We spent evenings after dinner practicing our casts in the backyard, he with his fly rod, me with my Zebco rig. I loved to watch him whip the line through the air, a faint "whoosh", his wrist flicking.

 Swift moving oxygen-rich waters are perfect for trout. The St. Mary's River was our destination. White water tumbled and gushed over rocks. We walked along the river looking for deep, quiet pools under a canopy of trees.  Looking down into a sun-dappled pool, I could see trout, hovering. Daddy put his finger to his lips, a signal for me to quit talking. He waded into the river.  I fished from the bank with my Royal Coachman.

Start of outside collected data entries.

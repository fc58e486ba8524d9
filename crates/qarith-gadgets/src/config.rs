//! Modulus and curve parameters threaded through every constructor.

use serde::{Deserialize, Serialize};

use crate::error::{SynthResult, SynthesisError};

/// Widest register the modular constructions accept.
pub const MAX_WIDTH: usize = 32;

/// A modulus together with the register width its residues occupy.
///
/// The width reserves one bit above the residues: adders borrow it as the
/// sign of a tentative subtraction, so `p <= 2^(width - 1)` always holds.
#[derive(Debug, Clone, Copy, PartialEq, Eq, Hash, Serialize, Deserialize)]
#[serde(try_from = "ModulusSpec", into = "ModulusSpec")]
pub struct ModulusConfig {
    p: u64,
    width: usize,
}

/// Serialized form of [`ModulusConfig`]; `width` defaults to the minimum.
#[derive(Debug, Clone, Copy, PartialEq, Eq, Serialize, Deserialize)]
pub struct ModulusSpec {
    /// The modulus.
    pub p: u64,
    /// Register width, sign bit included.
    #[serde(default, skip_serializing_if = "Option::is_none")]
    pub width: Option<usize>,
}

impl ModulusConfig {
    /// Configuration with the narrowest register that fits `p`.
    pub fn new(p: u64) -> SynthResult<Self> {
        Self::with_width(p, bit_length(p.saturating_sub(1)) + 1)
    }

    /// Configuration with an explicit register width.
    pub fn with_width(p: u64, width: usize) -> SynthResult<Self> {
        if p < 3 || p % 2 == 0 {
            return Err(SynthesisError::UnsupportedModulus {
                p,
                reason: "modulus must be odd and at least 3".into(),
            });
        }
        if width > MAX_WIDTH {
            return Err(SynthesisError::UnsupportedModulus {
                p,
                reason: format!("width {width} exceeds {MAX_WIDTH}"),
            });
        }
        if width < 2 || p > 1_u64 << (width - 1) {
            return Err(SynthesisError::ModulusOverflow { p, width });
        }
        Ok(Self { p, width })
    }

    /// The modulus.
    pub fn p(&self) -> u64 {
        self.p
    }

    /// Register width, sign bit included.
    pub fn width(&self) -> usize {
        self.width
    }

    /// Bits below the sign bit.
    pub fn value_bits(&self) -> usize {
        self.width - 1
    }

    /// `2^width - p`: adding it is subtracting `p` with wraparound.
    pub fn wrap_subtrahend(&self) -> u64 {
        (1_u64 << self.width) - self.p
    }

    /// Canonical residue of a signed integer.
    pub fn reduce(&self, value: i64) -> u64 {
        value.rem_euclid(self.p as i64) as u64
    }

    /// `-v mod p`.
    pub fn neg(&self, v: u64) -> u64 {
        (self.p - v % self.p) % self.p
    }

    /// `a + b mod p`.
    pub fn add(&self, a: u64, b: u64) -> u64 {
        (a % self.p + b % self.p) % self.p
    }

    /// `a - b mod p`.
    pub fn sub(&self, a: u64, b: u64) -> u64 {
        self.add(a, self.neg(b))
    }

    /// `a * b mod p`.
    pub fn mul(&self, a: u64, b: u64) -> u64 {
        ((u128::from(a) * u128::from(b)) % u128::from(self.p)) as u64
    }

    /// `2^k mod p`.
    pub fn pow2(&self, k: usize) -> u64 {
        (0..k).fold(1 % self.p, |acc, _| self.mul(acc, 2))
    }

    /// Multiplicative inverse by the extended Euclidean algorithm.
    pub fn inv(&self, v: u64) -> Option<u64> {
        let (mut r0, mut r1) = (self.p as i128, (v % self.p) as i128);
        let (mut t0, mut t1) = (0_i128, 1_i128);
        while r1 != 0 {
            let q = r0 / r1;
            (r0, r1) = (r1, r0 - q * r1);
            (t0, t1) = (t1, t0 - q * t1);
        }
        (r0 == 1).then(|| t0.rem_euclid(self.p as i128) as u64)
    }
}

impl TryFrom<ModulusSpec> for ModulusConfig {
    type Error = SynthesisError;

    fn try_from(spec: ModulusSpec) -> SynthResult<Self> {
        match spec.width {
            Some(width) => Self::with_width(spec.p, width),
            None => Self::new(spec.p),
        }
    }
}

impl From<ModulusConfig> for ModulusSpec {
    fn from(cfg: ModulusConfig) -> Self {
        Self {
            p: cfg.p,
            width: Some(cfg.width),
        }
    }
}

/// Short Weierstrass curve `y^2 = x^3 + a x + b` over `F_modulus`.
#[derive(Debug, Clone, Copy, PartialEq, Eq, Hash, Serialize, Deserialize)]
pub struct CurveParams {
    /// Linear coefficient.
    pub a: u64,
    /// Constant coefficient.
    pub b: u64,
    /// Field prime.
    pub modulus: u64,
}

impl CurveParams {
    /// Check the curve is usable with the register encoding.
    ///
    /// The discriminant must be non-zero, and `b != 0` keeps (0, 0) off the
    /// curve so it can stand for the point at infinity.
    pub fn validate(&self, cfg: &ModulusConfig) -> SynthResult<()> {
        if cfg.p() != self.modulus {
            return Err(SynthesisError::InvalidCurve(format!(
                "curve modulus {} differs from configured modulus {}",
                self.modulus,
                cfg.p()
            )));
        }
        let a3 = cfg.mul(cfg.mul(self.a, self.a), self.a);
        let b2 = cfg.mul(self.b, self.b);
        let disc = cfg.add(cfg.mul(4, a3), cfg.mul(27, b2));
        if disc == 0 {
            return Err(SynthesisError::InvalidCurve(
                "discriminant 4a^3 + 27b^2 vanishes".into(),
            ));
        }
        if self.b % self.modulus == 0 {
            return Err(SynthesisError::InvalidCurve(
                "b = 0 puts (0, 0) on the curve".into(),
            ));
        }
        Ok(())
    }
}

fn bit_length(v: u64) -> usize {
    (u64::BITS - v.leading_zeros()) as usize
}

The trout hit my fly as it touched the surface of the pool. "Daddy, Daddy, I caught one!", I screamed. "Set the hook," he shouted. I jerked the rod and slowly reeled the trout in. Daddy netted it for me. With a smile he nodded at me and said, "You know what to do." I wet my trembling hands in the river and took hold of the trout, trying to be gentle as I removed the hook. Lowering the trout in the water, I held it for a few seconds.  Mouth open, fins moving, gills working. In a flash of silver and pink it was gone.